___ Working data ___
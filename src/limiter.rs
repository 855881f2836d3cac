// SPDX-FileCopyrightText: 2026 Hyperpolymath
// SPDX-License-Identifier: PMPL-1.0-or-later

//! Fixed-window rate limiting over a shared key/value store.
//!
//! One `{count, start_ms}` record per (class, identifier) pair, keyed
//! `"<prefix>:<identifier>"`. The window resets the instant `now -
//! start_ms >= window_ms` — a hard reset, not a rolling decay. Expiry
//! on increment is refreshed to the *remaining* window so a busy key
//! never extends its own window.

use serde::{Deserialize, Serialize};
use std::sync::Arc;
use tracing::debug;

use crate::error::Result;
use crate::storage::KvStore;

/// Limits for one limiter class.
#[derive(Debug, Clone, Copy, Serialize, Deserialize)]
pub struct RateLimitConfig {
    pub max_requests: u32,
    pub window_ms: u64,
}

impl RateLimitConfig {
    /// Submissions: 3 per 24 hours.
    pub fn submission() -> Self {
        Self {
            max_requests: 3,
            window_ms: 24 * 60 * 60 * 1000,
        }
    }

    /// Verification calls: 10 per hour.
    pub fn verification() -> Self {
        Self {
            max_requests: 10,
            window_ms: 60 * 60 * 1000,
        }
    }

    /// General API: 100 per minute.
    pub fn api_general() -> Self {
        Self {
            max_requests: 100,
            window_ms: 60 * 1000,
        }
    }
}

/// Stored window record, serialized as JSON in the KV store.
#[derive(Debug, Clone, Serialize, Deserialize)]
struct WindowRecord {
    count: u32,
    start_ms: u64,
}

/// Outcome of a rate limit check.
#[derive(Debug, Clone, Serialize)]
pub struct RateLimitDecision {
    pub allowed: bool,
    pub remaining: u32,
    pub reset_at_ms: u64,
    #[serde(skip_serializing_if = "Option::is_none")]
    pub retry_after_secs: Option<u64>,
}

/// Fixed-window rate limiter for one class of requests.
///
/// Stateless between calls: every decision is a single get-then-put
/// against the store, safe to run from many concurrent instances.
pub struct RateLimiter {
    store: Arc<dyn KvStore>,
    config: RateLimitConfig,
    prefix: &'static str,
}

impl RateLimiter {
    pub fn new(store: Arc<dyn KvStore>, config: RateLimitConfig, prefix: &'static str) -> Self {
        Self {
            store,
            config,
            prefix,
        }
    }

    pub fn submission(store: Arc<dyn KvStore>) -> Self {
        Self::new(store, RateLimitConfig::submission(), "submit")
    }

    pub fn verification(store: Arc<dyn KvStore>) -> Self {
        Self::new(store, RateLimitConfig::verification(), "verify")
    }

    pub fn api_general(store: Arc<dyn KvStore>) -> Self {
        Self::new(store, RateLimitConfig::api_general(), "api")
    }

    pub fn config(&self) -> RateLimitConfig {
        self.config
    }

    fn key(&self, identifier: &str) -> String {
        format!("{}:{}", self.prefix, identifier)
    }

    fn now_ms() -> u64 {
        chrono::Utc::now().timestamp_millis().max(0) as u64
    }

    /// Check and consume one unit of budget for `identifier`.
    pub async fn check(&self, identifier: &str) -> Result<RateLimitDecision> {
        self.check_at(identifier, Self::now_ms()).await
    }

    /// Window-boundary logic with an explicit clock, exercised directly
    /// by tests.
    pub async fn check_at(&self, identifier: &str, now_ms: u64) -> Result<RateLimitDecision> {
        let key = self.key(identifier);
        let record = self.read_record(&key).await?;

        let fresh = match record {
            None => true,
            Some(ref rec) => now_ms.saturating_sub(rec.start_ms) >= self.config.window_ms,
        };

        if fresh {
            // First request in a new window (or hard reset of an expired one)
            let rec = WindowRecord {
                count: 1,
                start_ms: now_ms,
            };
            self.write_record(&key, &rec, self.config.window_ms).await?;
            return Ok(RateLimitDecision {
                allowed: true,
                remaining: self.config.max_requests.saturating_sub(1),
                reset_at_ms: now_ms + self.config.window_ms,
                retry_after_secs: None,
            });
        }

        let rec = record.expect("live window checked above");
        let reset_at_ms = rec.start_ms + self.config.window_ms;

        if rec.count >= self.config.max_requests {
            let retry_after_secs = reset_at_ms.saturating_sub(now_ms).div_ceil(1000);
            debug!(key = %key, count = rec.count, retry_after_secs, "Rate limit exceeded");
            return Ok(RateLimitDecision {
                allowed: false,
                remaining: 0,
                reset_at_ms,
                retry_after_secs: Some(retry_after_secs),
            });
        }

        let updated = WindowRecord {
            count: rec.count + 1,
            start_ms: rec.start_ms,
        };
        let remaining_window_ms = reset_at_ms.saturating_sub(now_ms);
        self.write_record(&key, &updated, remaining_window_ms).await?;

        Ok(RateLimitDecision {
            allowed: true,
            remaining: self.config.max_requests.saturating_sub(updated.count),
            reset_at_ms,
            retry_after_secs: None,
        })
    }

    /// Mirror of the decision logic without consuming budget.
    pub async fn status(&self, identifier: &str) -> Result<RateLimitDecision> {
        self.status_at(identifier, Self::now_ms()).await
    }

    pub async fn status_at(&self, identifier: &str, now_ms: u64) -> Result<RateLimitDecision> {
        let key = self.key(identifier);
        let record = self.read_record(&key).await?;

        let live = match record {
            Some(ref rec) => now_ms.saturating_sub(rec.start_ms) < self.config.window_ms,
            None => false,
        };

        if !live {
            return Ok(RateLimitDecision {
                allowed: true,
                remaining: self.config.max_requests,
                reset_at_ms: now_ms + self.config.window_ms,
                retry_after_secs: None,
            });
        }

        let rec = record.expect("live window checked above");
        let reset_at_ms = rec.start_ms + self.config.window_ms;
        let allowed = rec.count < self.config.max_requests;

        Ok(RateLimitDecision {
            allowed,
            remaining: self.config.max_requests.saturating_sub(rec.count),
            reset_at_ms,
            retry_after_secs: if allowed {
                None
            } else {
                Some(reset_at_ms.saturating_sub(now_ms).div_ceil(1000))
            },
        })
    }

    /// Unconditionally forget the identifier's window.
    pub async fn reset(&self, identifier: &str) -> Result<()> {
        self.store.delete(&self.key(identifier)).await
    }

    async fn read_record(&self, key: &str) -> Result<Option<WindowRecord>> {
        let raw = self.store.get(key).await?;
        // A corrupt record is treated as absent rather than wedging the key
        Ok(raw.and_then(|json| serde_json::from_str(&json).ok()))
    }

    async fn write_record(&self, key: &str, rec: &WindowRecord, ttl_ms: u64) -> Result<()> {
        let json = serde_json::to_string(rec)
            .map_err(|e| crate::error::GateError::Internal(e.to_string()))?;
        self.store.put(key, json, ttl_ms.div_ceil(1000)).await
    }
}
___
### [What is being asked]
Scan the records above for the lines holding "self.write_record(&key, &rec, self.config.window_ms).await?;" and "without consuming budget.". Transcribe those two and every line between them word for word, and no others.

### [Response to this exercise]
            self.write_record(&key, &rec, self.config.window_ms).await?;
            return Ok(RateLimitDecision {
                allowed: true,
                remaining: self.config.max_requests.saturating_sub(1),
                reset_at_ms: now_ms + self.config.window_ms,
                retry_after_secs: None,
            });
        }

        let rec = record.expect("live window checked above");
        let reset_at_ms = rec.start_ms + self.config.window_ms;

        if rec.count >= self.config.max_requests {
            let retry_after_secs = reset_at_ms.saturating_sub(now_ms).div_ceil(1000);
            debug!(key = %key, count = rec.count, retry_after_secs, "Rate limit exceeded");
            return Ok(RateLimitDecision {
                allowed: false,
                remaining: 0,
                reset_at_ms,
                retry_after_secs: Some(retry_after_secs),
            });
        }

        let updated = WindowRecord {
            count: rec.count + 1,
            start_ms: rec.start_ms,
        };
        let remaining_window_ms = reset_at_ms.saturating_sub(now_ms);
        self.write_record(&key, &updated, remaining_window_ms).await?;

        Ok(RateLimitDecision {
            allowed: true,
            remaining: self.config.max_requests.saturating_sub(updated.count),
            reset_at_ms,
            retry_after_secs: None,
        })
    }

    /// Mirror of the decision logic without consuming budget.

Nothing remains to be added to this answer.